Es ist verlockend, sich in einen der Sonnenstühle des Cafés am Kai zu setzen, aber wir gehen weiter am Wasser entlang zur Refshaleøen, dem alten Industriegebiet, dessen Namen man erst nach mindestens zwei Tuborg halbwegs richtig aussprechen kann – und das sich unter anderem mit Cafés, einer Kletterhalle, einem Flohmarkt und dem modernen Kunstmuseum CC gefüllt hat. Hier befindet sich auch das Gourmetrestaurant Alchemist. Alchemist wurde vom renommierten 50 Best Restaurants zum achtbesten Restaurant der Welt gekürt.
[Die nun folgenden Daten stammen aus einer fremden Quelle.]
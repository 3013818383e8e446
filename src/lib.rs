//! Versioned - persistent, multi-version indexable sequences.
//!
//! Every write produces a new version while all earlier versions stay
//! readable and unchanged. Versions share structure: a write copies only the
//! O(log n) nodes on one root-to-leaf path and reuses everything else.
//!
//! # Quick Start
//!
//! ```
//! use versioned::{PersistentList, VersionId};
//!
//! let mut list = PersistentList::new([1, 2, 3]);
//! let v1 = list.append(VersionId(0), 4).unwrap();
//! let v2 = list.set(v1, 0, 10).unwrap();
//!
//! assert_eq!(list.get(VersionId(0), 0), Ok(&1));
//! assert_eq!(list.get(v1, 3), Ok(&4));
//! assert_eq!(list.to_vec(v2).unwrap(), vec![10, 2, 3, 4]);
//! assert_eq!(list.current_version(), VersionId(2));
//! ```
//!
//! # Layout
//!
//! - `tree`: immutable size-augmented nodes and the algorithms over them
//! - `version`: the append-only version table and the `Versioned` trait
//! - `array`, `list`: the public sequences
//! - `snapshot`: detached read-only handles on one version
//! - `ops`: JSON-replayable operation scripts
//! - `config`, `logging`: runtime setup for the binary

pub mod array;
pub mod config;
pub mod error;
pub mod list;
pub mod logging;
pub mod ops;
pub mod snapshot;
pub mod tree;
pub mod version;

pub use array::PersistentArray;
pub use error::Error;
pub use error::Result;
pub use list::PersistentList;
pub use snapshot::Snapshot;
pub use version::VersionId;
pub use version::Versioned;
//! Copy-everything versioned sequences.
//!
//! Each version is stored as its own full `Vec`. Every write clones the
//! source version, so writes are O(n) time and memory, but the behaviour is
//! obviously correct. The persistent implementations are checked against
//! this model in property tests.
//!
//! Operations return `None` where the persistent versions return an error:
//! an unknown version, or an index past the end.
//!
//! # Example
//!
//! ```
//! use naive::CopyingList;
//!
//! let mut list = CopyingList::new(vec![1, 2, 3]);
//! let v1 = list.append(0, 4).unwrap();
//! let v2 = list.set(v1, 0, 10).unwrap();
//! assert_eq!(list.version(0), Some(&[1, 2, 3][..]));
//! assert_eq!(list.version(v2), Some(&[10, 2, 3, 4][..]));
//! assert_eq!(list.get(5, 0), None);
//! ```

/// A versioned list that stores every version in full.
#[derive(Clone, Debug)]
pub struct CopyingList<T> {
    versions: Vec<Vec<T>>,
}

impl<T: Clone> CopyingList<T> {
    /// Create version 0 from `values`.
    pub fn new(values: Vec<T>) -> CopyingList<T> {
        return CopyingList { versions: vec![values] };
    }

    /// The full contents of `version`.
    pub fn version(&self, version: usize) -> Option<&[T]> {
        return self.versions.get(version).map(|v| v.as_slice());
    }

    pub fn get(&self, version: usize, index: usize) -> Option<&T> {
        return self.versions.get(version)?.get(index);
    }

    pub fn len(&self, version: usize) -> Option<usize> {
        return self.versions.get(version).map(|v| v.len());
    }

    pub fn current_version(&self) -> usize {
        return self.versions.len() - 1;
    }

    pub fn version_count(&self) -> usize {
        return self.versions.len();
    }

    /// Clone `version`, replace `index`, and publish the copy.
    pub fn set(&mut self, version: usize, index: usize, value: T) -> Option<usize> {
        let mut next = self.versions.get(version)?.clone();
        *next.get_mut(index)? = value;
        self.versions.push(next);
        return Some(self.current_version());
    }

    /// Clone `version`, push `value`, and publish the copy.
    pub fn append(&mut self, version: usize, value: T) -> Option<usize> {
        let mut next = self.versions.get(version)?.clone();
        next.push(value);
        self.versions.push(next);
        return Some(self.current_version());
    }
}
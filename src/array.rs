//! Fixed-size persistent arrays.

use std::fmt;

use crate::error::Result;
use crate::snapshot::Snapshot;
use crate::tree;
use crate::tree::Iter;
use crate::version::VersionId;
use crate::version::VersionTable;
use crate::version::Versioned;

/// A persistent array: every `set` publishes a new version of the same size.
///
/// ```
/// use versioned::{PersistentArray, VersionId};
///
/// let mut array = PersistentArray::new([1, 2, 3, 4, 5]);
/// let v1 = array.set(VersionId(0), 2, 10).unwrap();
/// assert_eq!(array.get(VersionId(0), 2), Ok(&3));
/// assert_eq!(array.get(v1, 2), Ok(&10));
/// ```
pub struct PersistentArray<T> {
    table: VersionTable<T>,
}

impl<T> PersistentArray<T> {
    /// Build version 0 from `values`.
    pub fn new(values: impl IntoIterator<Item = T>) -> PersistentArray<T> {
        return PersistentArray {
            table: VersionTable::new(tree::build(values)),
        };
    }

    /// The element at `index` in `version`.
    pub fn get(&self, version: VersionId, index: usize) -> Result<&T> {
        return self.table.get(version, index);
    }

    /// Derive a new version from `version` with `index` replaced by `value`.
    pub fn set(&mut self, version: VersionId, index: usize, value: T) -> Result<VersionId> {
        return self.table.set(version, index, value);
    }

    pub fn get_size(&self, version: VersionId) -> Result<usize> {
        return self.table.size(version);
    }

    pub fn current_version(&self) -> VersionId {
        return self.table.current();
    }

    pub fn version_count(&self) -> usize {
        return self.table.len();
    }

    pub fn iter(&self, version: VersionId) -> Result<Iter<'_, T>> {
        return self.table.iter(version);
    }

    /// A detached read-only handle on `version`.
    pub fn snapshot(&self, version: VersionId) -> Result<Snapshot<T>> {
        let root = self.table.resolve(version)?;
        return Ok(Snapshot::new(version, root.clone()));
    }

    pub fn height(&self, version: VersionId) -> Result<usize> {
        return self.table.height(version);
    }

    /// Distinct tree nodes held across every version.
    pub fn shared_node_count(&self) -> usize {
        return self.table.shared_node_count();
    }

    pub(crate) fn into_table(self) -> VersionTable<T> {
        return self.table;
    }
}

impl<T: Clone> PersistentArray<T> {
    pub fn to_vec(&self, version: VersionId) -> Result<Vec<T>> {
        return Ok(self.iter(version)?.cloned().collect());
    }
}

impl<T> Versioned<T> for PersistentArray<T> {
    fn get(&self, version: VersionId, index: usize) -> Result<&T> {
        return PersistentArray::get(self, version, index);
    }

    fn set(&mut self, version: VersionId, index: usize, value: T) -> Result<VersionId> {
        return PersistentArray::set(self, version, index, value);
    }

    fn get_size(&self, version: VersionId) -> Result<usize> {
        return PersistentArray::get_size(self, version);
    }

    fn current_version(&self) -> VersionId {
        return PersistentArray::current_version(self);
    }

    fn version_count(&self) -> usize {
        return PersistentArray::version_count(self);
    }

    fn iter(&self, version: VersionId) -> Result<Iter<'_, T>> {
        return PersistentArray::iter(self, version);
    }
}

impl<T> Default for PersistentArray<T> {
    fn default() -> Self {
        return PersistentArray::new(Vec::new());
    }
}

impl<T> FromIterator<T> for PersistentArray<T> {
    fn from_iter<I: IntoIterator<Item = T>>(iter: I) -> Self {
        return PersistentArray::new(iter);
    }
}

impl<T: fmt::Debug> fmt::Debug for PersistentArray<T> {
    fn fmt(&self, f: &mut fmt::Formatter<'_>) -> fmt::Result {
        let current = self.current_version();
        let mut list = f.debug_list();
        if let Ok(iter) = self.iter(current) {
            list.entries(iter);
        }
        return list.finish();
    }
}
Auf dem Weg hierher kommen wir am legendären Noma vorbei, das einst mehrfach zum besten Restaurant der Welt gekürt wurde. Der klassische Restaurantbetrieb endete Ende 2024. Seither öffnet es in exklusiven Zeiträumen mit thematischen Menüs, als Teil der Transformation zu Noma 3.0, einem Innovationslabor. Zu dieser Jahreszeit ist es jedoch eine ganz andere Art von Verpflegung, die die Massen nach Refshaleøen lockt, nämlich das Street Food, das auf dem Reffen serviert wird, einem riesigen Lebensmittelmarkt mit preiswerten Gerichten aus verschiedenen Teilen der Welt, bunten Laternen, Tischtennisplatten und einem Sandstrand mit Liegestühlen und Blick auf das Wasser.

Nur einen kurzen Spaziergang von den dampfenden Grillpfannen auf dem Reffen entfernt befinden sich zwei der Pioniere von Refshaleøen: La Banchina und Lille Bakery. La Banchina ist Café, Restaurant, Naturweinbar und Badestrand in einem, während Lille Bakery eine Bäckerei und ein Café in einem unscheinbaren Backsteingebäude ist. »Diese Gegend hat sich seit unserer Eröffnung vor sieben Jahren sehr verändert«, sagt Bäckerin Giulia Soldati. Früher kamen vor allem Einheimische hierher, heute sind es deutlich mehr Touristen. Giulia und ihre Bäckerkollegen haben ein klares Manifest, das unter anderem besagt, dass sie nur Bio-Mehl von lokalen Erzeugern verwenden. »Wir nutzen gerne Vollkorn und alte Kultursorten wie Einkorn und Purpurweizen.«

Wir wollten die Brötchen mit etwas Lokalerem als Zimt würzen

Auf dem Brotregal hinter ihr liegen klassisches dänisches Roggenbrot und Sauerteigbrötchen neben süßen Backwaren wie einem Tablett mit zuckrigen Blomsterbuns (dt. Hefeteigbrötchen mit Blumenfüllung). »Alle Bäckereien in Kopenhagen backen Zimtschnecken, also wollten wir etwas anderes machen und unsere Brötchen mit etwas Lokalerem als Zimt würzen. Deshalb füllen wir unsere Brötchen mit verschiedenen getrockneten Blumen, wie Muskatblüte, Rose, Holunder und Kamille.«

Holmen ist kein Viertel für schnellen Konsum oder Checklisten. Es ist ein Ort zum Verweilen – und vielleicht der beste Beweis dafür, wie gut Kopenhagen darin ist, Geschichte in Zukunft zu verwandeln.